El nuevo oficio no le gustó y prefirió montar un expendio de carne. En su oficio como carnicero, le fue dada la oportunidad de arrendar la tienda de al lado. Dos años después, decide independizarse al comprar su primera tienda en Barranquilla, ubicada en el Callejón de San Roque (Carrera 36) con la calle Sal si puedes (Calle 20).
La nomenclatura de la tienda (# 20 02) le impactó tanto que desde entonces le vino a la mente algo que desde entonces no ha olvidado: en el año 2002 le va a suceder algo extraordinario. Por ser un amante y practicante del fútbol, sospecha que el año 2002 será su oportunidad para asistir al mundial de Japón. De todas las direcciones que ha aprendido en su vida, la única que no olvida, es esa. Fue el sitio de sus mayores logros personales y profesionales.
De allí, dos años después, pasa a adquirir los billares Acapulco de gran recordación para muchos barranquilleros y santandereanos. La carrera de comerciante empezaba a darle las satisfacciones que tanto había añorado. Se diversifica hacia la distribución puerta a puerta de medicinas y cosméticos y para ello entrega en administración los billares y regresa a Barrancabermeja.
Ante el surgimiento de problemas en la administración de los billares, decide dejar a su hermano Gerardo a cargo de la distribuidora de medicinas y cosméticos y regresa a Barranquilla a enfrentar la atención de los billares.
Enrumba definitivamente hacia el éxito profesional al crear empresas del orden local y nacional que le facilitan cumplir su tarea asumida desde los catorce años de ver por toda su familia. Al traer a sus padres y sus hermanos de Zapatoca a Barrancabermeja y después a Barranquilla, su mayor satisfacción es saber que sus ideales de amparo se han cumplido.

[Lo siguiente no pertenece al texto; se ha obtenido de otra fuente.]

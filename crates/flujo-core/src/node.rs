//! Graph node abstraction and per-node bookkeeping.
//!
//! A node is any processing unit with input slots, output ports, and a
//! per-tick [`update`](AudioNode::update) step: I2S drivers, mixers,
//! filters, user queues. The core never knows concrete node types — the
//! scheduler holds `Box<dyn AudioNode + Send>` and invokes every active
//! node once per tick, in registration order. Registration order is the
//! processing order contract: construct producers before their consumers.

use alloc::{boxed::Box, vec::Vec};

use crate::block::BlockHandle;
#[cfg(feature = "float")]
use crate::block::SampleKind;
use crate::connection::ConnectionId;
use crate::context::UpdateContext;

/// Identifier of a registered node.
///
/// Assigned sequentially at registration and never reused; stable for the
/// life of the context.
#[derive(Clone, Copy, Debug, PartialEq, Eq, Hash)]
pub struct NodeId(pub(crate) u32);

impl NodeId {
    /// Returns the raw numeric identifier.
    #[inline]
    pub fn index(self) -> u32 {
        self.0
    }
}

impl core::fmt::Display for NodeId {
    fn fmt(&self, f: &mut core::fmt::Formatter<'_>) -> core::fmt::Result {
        write!(f, "NodeId({})", self.0)
    }
}

/// A processing unit in the audio graph.
///
/// `update` is called once per scheduler tick, only while the node is
/// active (has at least one live connection). It must run to completion
/// without blocking — it executes in interrupt context and shares the block
/// period with every other node.
///
/// The failure convention is silent degradation: a node that cannot get a
/// block from the pool transmits nothing this tick and returns.
pub trait AudioNode {
    /// Process one tick: receive pending inputs, do work, transmit results,
    /// release whatever is no longer needed.
    fn update(&mut self, io: &mut UpdateContext<'_>);
}

/// Bookkeeping the context keeps for each registered node.
pub(crate) struct StreamEntry {
    /// The node itself; taken out of the slot while its own `update` runs.
    pub node: Option<Box<dyn AudioNode + Send>>,
    /// Pending input blocks, at most one per input port.
    pub inputs: Vec<Option<BlockHandle>>,
    /// Outgoing edges in connect order.
    pub outgoing: Vec<ConnectionId>,
    /// True iff at least one connection touches this node.
    pub active: bool,
    pub connection_count: u16,
    /// Cycle cost of the most recent update.
    pub cycles: u32,
    /// Highest cycle cost seen since the last stats reset.
    pub cycles_max: u32,
    /// Native sample representation of this node's ports.
    #[cfg(feature = "float")]
    pub kind: SampleKind,
}

impl StreamEntry {
    pub fn new(
        node: Box<dyn AudioNode + Send>,
        num_inputs: usize,
        #[cfg(feature = "float")] kind: SampleKind,
    ) -> Self {
        let mut inputs = Vec::with_capacity(num_inputs);
        inputs.resize_with(num_inputs, || None);
        Self {
            node: Some(node),
            inputs,
            outgoing: Vec::new(),
            active: false,
            connection_count: 0,
            cycles: 0,
            cycles_max: 0,
            #[cfg(feature = "float")]
            kind,
        }
    }
}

Estima que no es un hombre a quien le sobre el dinero, pero sí un hombre feliz que se ve a sí mismo como un dador de oportunidades, tanto a sus hermanos, sobrinos, amigos y personas que deseen progresar en la vida.

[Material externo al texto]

use core::{
    cmp::Ordering,
    fmt::{Debug, Display, Pointer},
    hash::{Hash, Hasher},
    marker::PhantomData,
    mem::{self, ManuallyDrop},
    ops::Deref,
    ptr::NonNull,
};
use std::panic::{RefUnwindSafe, UnwindSafe};

use crate::{
    cast::{Cast, Upcast},
    control::{BlockRef, DefaultDeleter, Deleter},
    error::{Rejected, TypeMismatch},
};

/// `SharedPtr` is a heap-allocated smart pointer with shared ownership and an out-of-line control block.
/// Every `SharedPtr` that owns the same object points to the same control block, which holds an atomic strong
/// count, an atomic weak count, and the means to destroy the object. The object is destroyed exactly once, when
/// the last owning `SharedPtr` is dropped or reset, no matter which thread does it.
///
/// A `SharedPtr<T>` keeps two pointers:
/// - the *stored* pointer, of type `T`, which is what [`Deref`] and [`SharedPtr::get`] return;
/// - the control block, which governs the lifetime of the *managed* object.
///
/// Usually they refer to the same object. They differ after an upcast (the stored pointer is a trait object),
/// after [`SharedPtr::project`] or [`SharedPtr::aliasing`] (the stored pointer is a part of the managed object),
/// or when the managed object was created with a custom [`Deleter`].
///
/// ## Breaking reference cycles with `Weak<T>`
/// A cycle between `SharedPtr`s cannot be deallocated as the strong counts never reach zero. The solution is a
/// [`Weak<T>`]: it does not keep the object alive, only the control block, and must be upgraded to a `SharedPtr<T>`
/// before the object can be used.
///
/// ## Empty pointers
/// A `SharedPtr` may be empty ([`SharedPtr::null`], [`Default`], a null raw pointer, or the source of
/// [`SharedPtr::take`]). Dereferencing an empty `SharedPtr` panics; use [`SharedPtr::get`] to check.
///
/// To prevent name clashes with `T`'s methods, `SharedPtr<T>`'s functions are associated.
///
/// ## Examples
///
/// ```
/// use sharc::SharedPtr;
///
/// let a = SharedPtr::new(String::from("shared"));
/// let b = a.clone();
/// assert_eq!(SharedPtr::use_count(&a), 2);
/// drop(a);
/// assert_eq!(SharedPtr::use_count(&b), 1);
/// assert_eq!(*b, "shared");
/// ```
///
/// Example with multiple threads:
/// ```
/// use std::thread;
/// use sharc::SharedPtr;
///
/// let ptr = SharedPtr::new(100);
/// let handles: Vec<_> = (0..4)
///     .map(|_| {
///         let local = ptr.clone();
///         thread::spawn(move || assert_eq!(*local, 100))
///     })
///     .collect();
/// for handle in handles {
///     handle.join().unwrap();
/// }
/// assert_eq!(SharedPtr::use_count(&ptr), 1);
/// ```
pub struct SharedPtr<T: ?Sized> {
    ptr: Option<NonNull<T>>,
    block: Option<BlockRef>,
    phantom: PhantomData<T>,
}

unsafe impl<T: ?Sized + Sync + Send> Send for SharedPtr<T> {}
unsafe impl<T: ?Sized + Sync + Send> Sync for SharedPtr<T> {}
//! `SharedPtr<T>` is a heap-allocated smart pointer for sharing one object between many owners, across threads,
//! without putting locks on the data.
//! Every owner points to an out-of-line control block holding two atomic counters. The object is destroyed
//! exactly once, when the last owner releases it, whichever owner and whichever thread that is.
//!
//! On top of what `Arc<T>` offers, `SharedPtr<T>` supports:
//! - custom destruction through a [`Deleter`];
//! - taking over raw pointers and `Box`es, with a runtime type check ([`Cast`]) that hands the pointer back on
//!   failure;
//! - upcasting to trait objects ([`Upcast`], [`upcast!`]);
//! - aliasing: a `SharedPtr` can present a part of the object (or anything kept alive by it) while owning the
//!   whole ([`SharedPtr::project`], [`SharedPtr::aliasing`]);
//! - an empty state, like a null pointer.
//!
//! A cycle between `SharedPtr` pointers cannot be deallocated as the strong counts will never reach zero. The
//! solution is a [`Weak<T>`], which observes the object without keeping it alive and must be upgraded back to a
//! `SharedPtr<T>` to access it.

pub mod cast;
mod control;
pub mod error;
pub mod shared;

pub use crate::cast::{Cast, Upcast};
pub use crate::control::{DefaultDeleter, Deleter};
pub use crate::error::{Rejected, TypeMismatch};
pub use crate::shared::{SharedPtr, Weak};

En compañía de su esposa Betsabé y de sus hijos Nancy, John Jairo y Alex Andrés, hoy Antonio Sánchez Rueda espera de la vida solamente tener más amigos a quienes servir y de quienes aprender más.
Apoyando deportes como el ciclismo y el fútbol, promoviendo los valores del cooperativismo mediante su máxima creación: Asarcoop, hoy “Toño” le dice al mundo una frase de su inspiración:
“Si mi amistad es causa de su amistad, cuenta conmigo hasta la eternidad”.